■ **DATA EXTRACT**
━━━━━━━━━━━━━━━━━━━━

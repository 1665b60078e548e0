//! CPU particle simulation manager
//!
//! One `step` is one full dispatch: the particle store is split into
//! fixed-size batches that rayon runs in parallel. Each particle is updated
//! through an exclusive `&mut`, colliders and frame parameters are shared
//! read-only, and the call returns only after every batch is done.

use particle_physics::{update_particle, FrameParams, LifeState, Particle, ParticleUpdate};
use rayon::prelude::*;

use crate::colliders::ColliderRegistry;
use crate::error::{Result, SimulationError};
use crate::params::SimulationConfig;
use crate::validate::{validate_params, validate_particle, validate_particles};

/// Counters gathered over one dispatch
#[derive(Clone, Copy, Debug, Default, PartialEq, Eq)]
pub struct FrameStats {
    pub unborn: usize,
    pub alive: usize,
    pub respawned: usize,
    pub sphere_hits: usize,
    pub box_hits: usize,
    pub ground_hits: usize,
}

impl FrameStats {
    fn record(&mut self, update: &ParticleUpdate) {
        match update.state {
            LifeState::Unborn => self.unborn += 1,
            LifeState::Alive => self.alive += 1,
            LifeState::Expired => self.respawned += 1,
        }
        self.sphere_hits += update.collisions.sphere_hits as usize;
        self.box_hits += update.collisions.box_hits as usize;
        self.ground_hits += update.collisions.ground_hit as usize;
    }

    /// Combine counters from two batches
    pub fn merge(self, other: Self) -> Self {
        Self {
            unborn: self.unborn + other.unborn,
            alive: self.alive + other.alive,
            respawned: self.respawned + other.respawned,
            sphere_hits: self.sphere_hits + other.sphere_hits,
            box_hits: self.box_hits + other.box_hits,
            ground_hits: self.ground_hits + other.ground_hits,
        }
    }

    /// Particles visited
    pub fn total(&self) -> usize {
        self.unborn + self.alive + self.respawned
    }

    pub fn collisions(&self) -> usize {
        self.sphere_hits + self.box_hits + self.ground_hits
    }
}

/// Particle store, colliders and the parameters for the next dispatch
pub struct ParticleSimulation {
    particles: Vec<Particle>,
    colliders: ColliderRegistry,
    params: FrameParams,
    config: SimulationConfig,
    frame: u64,
}

impl ParticleSimulation {
    pub fn new(
        particles: Vec<Particle>,
        colliders: ColliderRegistry,
        params: FrameParams,
        config: SimulationConfig,
    ) -> Result<Self> {
        config.validate()?;
        validate_params(&params)?;
        validate_particles(&particles)?;
        if particles.len() > u32::MAX as usize {
            return Err(SimulationError::InvalidConfig(format!(
                "{} particles exceed the u32 index range",
                particles.len()
            )));
        }

        log::info!(
            "Initialized ParticleSimulation: {} particles, {} spheres, {} boxes, batch size {}",
            particles.len(),
            colliders.sphere_count(),
            colliders.box_count(),
            config.batch_size
        );

        Ok(Self {
            particles,
            colliders,
            params,
            config,
            frame: 0,
        })
    }

    /// Run one dispatch with the current frame parameters
    pub fn step(&mut self) -> Result<FrameStats> {
        if self.config.validate_each_frame {
            if let Err(err) = validate_params(&self.params) {
                log::warn!("Frame {} not dispatched: {}", self.frame, err);
                return Err(err);
            }
        }

        let mut params = self.params;
        if self.config.reseed_cor_per_frame {
            params.cor_seed = self.frame as u32;
        }

        let colliders = self.colliders.as_set();
        let batch_size = self.config.batch_size;

        let stats = self
            .particles
            .par_chunks_mut(batch_size)
            .enumerate()
            .map(|(batch, chunk)| {
                let base = batch * batch_size;
                let mut stats = FrameStats::default();
                for (offset, particle) in chunk.iter_mut().enumerate() {
                    let update =
                        update_particle((base + offset) as u32, particle, &colliders, &params);
                    stats.record(&update);
                }
                stats
            })
            .reduce(FrameStats::default, FrameStats::merge);

        log::debug!(
            "Frame {}: {} alive, {} unborn, {} respawned, {} collisions",
            self.frame,
            stats.alive,
            stats.unborn,
            stats.respawned,
            stats.collisions()
        );

        self.frame += 1;
        Ok(stats)
    }

    /// Run one dispatch with `dt` replacing the stored timestep
    pub fn step_with_dt(&mut self, dt: f32) -> Result<FrameStats> {
        let params = self.params.with_dt(dt);
        validate_params(&params)?;
        self.params = params;
        self.step()
    }

    pub fn particles(&self) -> &[Particle] {
        &self.particles
    }

    pub fn particle(&self, index: usize) -> Result<&Particle> {
        self.particles
            .get(index)
            .ok_or(SimulationError::ParticleOutOfRange {
                index,
                len: self.particles.len(),
            })
    }

    /// Overwrite a single slot between frames
    pub fn replace_particle(&mut self, index: usize, particle: Particle) -> Result<()> {
        validate_particle(index, &particle)?;
        let len = self.particles.len();
        let slot = self
            .particles
            .get_mut(index)
            .ok_or(SimulationError::ParticleOutOfRange { index, len })?;
        *slot = particle;
        Ok(())
    }

    /// Particle buffer contents for readback or upload
    pub fn particle_bytes(&self) -> &[u8] {
        bytemuck::cast_slice(&self.particles)
    }

    pub fn particle_count(&self) -> usize {
        self.particles.len()
    }

    pub fn colliders(&self) -> &ColliderRegistry {
        &self.colliders
    }

    /// Colliders can only change between frames
    pub fn colliders_mut(&mut self) -> &mut ColliderRegistry {
        &mut self.colliders
    }

    pub fn params(&self) -> &FrameParams {
        &self.params
    }

    pub fn set_params(&mut self, params: FrameParams) -> Result<()> {
        validate_params(&params)?;
        self.params = params;
        Ok(())
    }

    pub fn config(&self) -> &SimulationConfig {
        &self.config
    }

    /// Number of completed dispatches
    pub fn frame(&self) -> u64 {
        self.frame
    }
}

#[cfg(test)]
mod tests {
    use super::*;
    use glam::Vec3;

    fn column(count: usize) -> Vec<Particle> {
        (0..count)
            .map(|i| Particle::new(Vec3::new(i as f32, 2.0, 0.0), Vec3::new(0.0, -1.0, 0.0), 1.0))
            .collect()
    }

    #[test]
    fn test_rejects_zero_batch_size() {
        let result = ParticleSimulation::new(
            column(4),
            ColliderRegistry::new(),
            FrameParams::default(),
            SimulationConfig::default().with_batch_size(0),
        );
        assert!(matches!(result, Err(SimulationError::InvalidConfig(_))));
    }

    #[test]
    fn test_stats_cover_every_particle() {
        let mut sim = ParticleSimulation::new(
            column(100),
            ColliderRegistry::new(),
            FrameParams::default(),
            SimulationConfig::default().with_batch_size(7),
        )
        .unwrap();

        let stats = sim.step().unwrap();
        assert_eq!(stats.total(), 100);
        assert_eq!(stats.alive, 100);
        assert_eq!(sim.frame(), 1);
    }

    #[test]
    fn test_invalid_params_not_dispatched() {
        let mut sim = ParticleSimulation::new(
            column(3),
            ColliderRegistry::new(),
            FrameParams::default(),
            SimulationConfig::default(),
        )
        .unwrap();
        let before = sim.particles().to_vec();

        assert!(sim.step_with_dt(f32::NAN).is_err());
        assert!(sim.set_params(FrameParams::default().with_restitution(-1.0)).is_err());
        assert_eq!(sim.particles(), before.as_slice());
        assert_eq!(sim.frame(), 0);
    }

    #[test]
    fn test_bounds_checked_access() {
        let mut sim = ParticleSimulation::new(
            column(2),
            ColliderRegistry::new(),
            FrameParams::default(),
            SimulationConfig::default(),
        )
        .unwrap();

        assert!(sim.particle(1).is_ok());
        assert_eq!(
            sim.particle(2).unwrap_err(),
            SimulationError::ParticleOutOfRange { index: 2, len: 2 }
        );

        let replacement = Particle::new(Vec3::splat(5.0), Vec3::ZERO, 3.0);
        sim.replace_particle(0, replacement).unwrap();
        assert_eq!(*sim.particle(0).unwrap(), replacement);
        assert!(sim.replace_particle(9, replacement).is_err());
        assert_eq!(sim.particle_bytes().len(), 2 * std::mem::size_of::<Particle>());
    }

    #[test]
    fn test_merge_is_additive() {
        let a = FrameStats {
            alive: 3,
            ground_hits: 1,
            ..Default::default()
        };
        let b = FrameStats {
            alive: 2,
            respawned: 4,
            sphere_hits: 2,
            ..Default::default()
        };
        let merged = a.merge(b);
        assert_eq!(merged.total(), 9);
        assert_eq!(merged.collisions(), 3);
    }
}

━━━━━━━━━━━━━━━━━━━━

■ **THE PROBLEM**
Return all lines from the data that include the string "InvalidConfig".

■ **REPLY TO THE TASK**
            return Err(SimulationError::InvalidConfig(format!(
        assert!(matches!(result, Err(SimulationError::InvalidConfig(_))));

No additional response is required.